Também segundo o juiz em auxílio à Corregedoria Náiber Pontes de Almeida, a inclusão de um projeto de inteligência artificial aos processos de direito ambiental na 1ª Região considera o fato de que essas ações são um grande desafio para a jurisdição do Tribunal, que inclui a região Norte, a Amazônia Legal. De acordo com o juiz, a Corregedoria pensou em uma solução para que esses processos possam ser julgados de uma maneira mais eficaz, utilizando soluções tecnológicas de “primeiríssima linha”.
Por fim, a juíza federal em auxílio à Corregedoria Dayse Starlling também avaliou positivamente a evolução do projeto que partiu de uma ideia de harmonização do entendimento de magistrados e servidores e agora forma equipes para aprimorar o conhecimento em relação ao direito ambiental aplicado quanto ao uso da inteligência artificial para os processos.
“A ideia é que a gente termine aqui essa primeira rodada do projeto de priorização ambiental com vários processos já julgados, mas também com metodologia para analisar e julgar esses processos que são tão complexos”, afirmou.
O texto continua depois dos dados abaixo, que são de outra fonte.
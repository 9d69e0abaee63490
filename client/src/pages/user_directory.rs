//! User Directory page: list, role toggle, delete and self-elevation.
//!
//! SYSTEM CONTEXT
//! ==============
//! This is the authenticated landing route. All rules live in
//! `state::directory`; this page wires them to clicks, spawns the requests and
//! routes each outcome to the notice stack and, when required, the forced
//! session reset.

use leptos::prelude::*;
use leptos_router::hooks::use_navigate;

use crate::components::confirm_dialog::ConfirmDialog;
use crate::components::nav_bar::NavBar;
use crate::components::notice_stack::notify;
use crate::components::user_table::UserTable;
use crate::state::directory::{DirectoryState, Outcome};
use crate::state::notice::NoticeState;
use crate::util::auth::{AuthSession, install_unauth_redirect};

#[component]
pub fn UserDirectoryPage() -> impl IntoView {
    let session = expect_context::<AuthSession>();
    let notices = expect_context::<RwSignal<NoticeState>>();
    let directory = RwSignal::new(DirectoryState::default());
    let navigate = use_navigate();

    install_unauth_redirect(session.state(), navigate);

    let report = move |outcome: Outcome| {
        notify(notices, outcome.notice);
        if let Some(followup) = outcome.followup {
            crate::util::auth::run_followup(session, followup);
        }
    };

    let load = move || {
        if !directory.try_update(DirectoryState::begin_load).unwrap_or(false) {
            return;
        }
        #[cfg(feature = "hydrate")]
        leptos::task::spawn_local(async move {
            use crate::net::api::AdminApi as _;

            let result = session.api().list_users().await;
            if let Some(Some(notice)) = directory.try_update(|d| d.finish_load(result)) {
                notify(notices, notice);
            }
        });
    };

    // Fetch once the session is known.
    let requested = RwSignal::new(false);
    Effect::new(move || {
        if requested.get() || session.user().is_none() {
            return;
        }
        requested.set(true);
        load();
    });

    let on_toggle = Callback::new(move |user_id: i64| {
        if let Some(Err(rejection)) = directory.try_update(|d| d.request_toggle_admin(user_id)) {
            notify(notices, rejection.notice());
        }
    });

    let on_delete = Callback::new(move |user_id: i64| {
        let actor = session.actor_id();
        if let Some(Err(rejection)) = directory.try_update(|d| d.request_delete(user_id, actor)) {
            notify(notices, rejection.notice());
        }
    });

    let on_cancel = Callback::new(move |()| directory.update(DirectoryState::cancel));

    let on_confirm = Callback::new(move |()| {
        let Some(Some(mutation)) = directory.try_update(DirectoryState::confirm) else {
            return;
        };
        #[cfg(feature = "hydrate")]
        leptos::task::spawn_local(async move {
            let result = crate::state::directory::execute(&session.api(), mutation).await;
            let actor = session.actor_id();
            if let Some(outcome) = directory.try_update(|d| d.finish(mutation, actor, result)) {
                report(outcome);
            }
        });
        #[cfg(not(feature = "hydrate"))]
        let _ = (mutation, report);
    });

    let on_elevate = move |_| {
        if !directory.try_update(DirectoryState::begin_elevate).unwrap_or(false) {
            return;
        }
        #[cfg(feature = "hydrate")]
        leptos::task::spawn_local(async move {
            use crate::net::api::AdminApi as _;

            let result = session.api().make_me_admin().await;
            if let Some(outcome) = directory.try_update(|d| d.finish_elevate(result)) {
                report(outcome);
            }
        });
    };

    let summary = move || directory.with(DirectoryState::summary);
    let is_admin = move || session.state().with(|s| s.is_admin());

    view! {
        <Show
            when=move || session.user().is_some()
            fallback=move || {
                view! {
                    <div class="directory-page">
                        <p>{move || if session.state().with(|s| s.loading) { "Loading..." } else { "Redirecting to login..." }}</p>
                    </div>
                }
            }
        >
            <div class="directory-page">
                <NavBar/>
                <header class="directory-page__header">
                    <h1>"Users"</h1>
                    <span class="directory-page__counts">
                        {move || {
                            let s = summary();
                            format!("{} users · {} admins · {} connected", s.total, s.admins, s.connected)
                        }}
                    </span>
                    <span class="toolbar__spacer"></span>
                    <Show when=move || !is_admin()>
                        <button
                            class="btn btn--primary"
                            disabled=move || directory.with(|d| d.elevating)
                            on:click=on_elevate
                        >
                            {move || if directory.with(|d| d.elevating) { "Elevating..." } else { "Make me admin" }}
                        </button>
                    </Show>
                    <button class="btn" disabled=move || directory.with(|d| d.loading) on:click=move |_| load()>
                        "Refresh"
                    </button>
                </header>
                <UserTable
                    directory=directory
                    actor_id=Signal::derive(move || session.actor_id())
                    on_toggle=on_toggle
                    on_delete=on_delete
                />
                {move || {
                    directory
                        .with(|d| d.pending.clone())
                        .map(|pending| {
                            view! {
                                <ConfirmDialog
                                    prompt=pending.prompt(session.actor_id())
                                    on_confirm=on_confirm
                                    on_cancel=on_cancel
                                />
                            }
                        })
                }}
            </div>
        </Show>
    }
}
Por isso, concluiu a magistrada que haverá também estudos de casos com participação de juízes com experiência na questão ambiental e que já trabalharam com Amazônia Legal, como é o caso do próprio corregedor Ney Bello.
“Ampliar o treinamento para os servidores, torná-los multiplicadores desse conhecimento lá na ponta. Além disso, a gente sabe de nossas dificuldades principalmente nas áreas do interior da Amazônia, e esse curso quis priorizar os que atuam nessas localidades”, acrescentou a juíza.
A pauta ambiental é um grande desafio para o Brasil, mas especialmente para o TRF da 1ª Região, que pega aí toda a região amazônica, com suas grandes distâncias, peculiaridades, dificuldades de acesso. Então, quando a gente traz essa equipe para aprimoramento, a gente tem um grande avanço no julgamento dessas causas. E quando a gente coloca essas equipes para dialogarem com órgãos e instituições federais que estão também atuando na linha de frente, a gente ganha muito em otimizar todo esse esforço e conhecimento, porque a gente não faz nada sozinho”, pontuou.
O evento seguirá até o próximo dia 6 de setembro e ainda contará com a participação da conselheira do Conselho Nacional de Justiça Daniela Madeira e dos desembargadores federais do TRF1 Ana Carolina Roman, Pablo Zunida Dourado, além do procurador Regional Felício Pontes.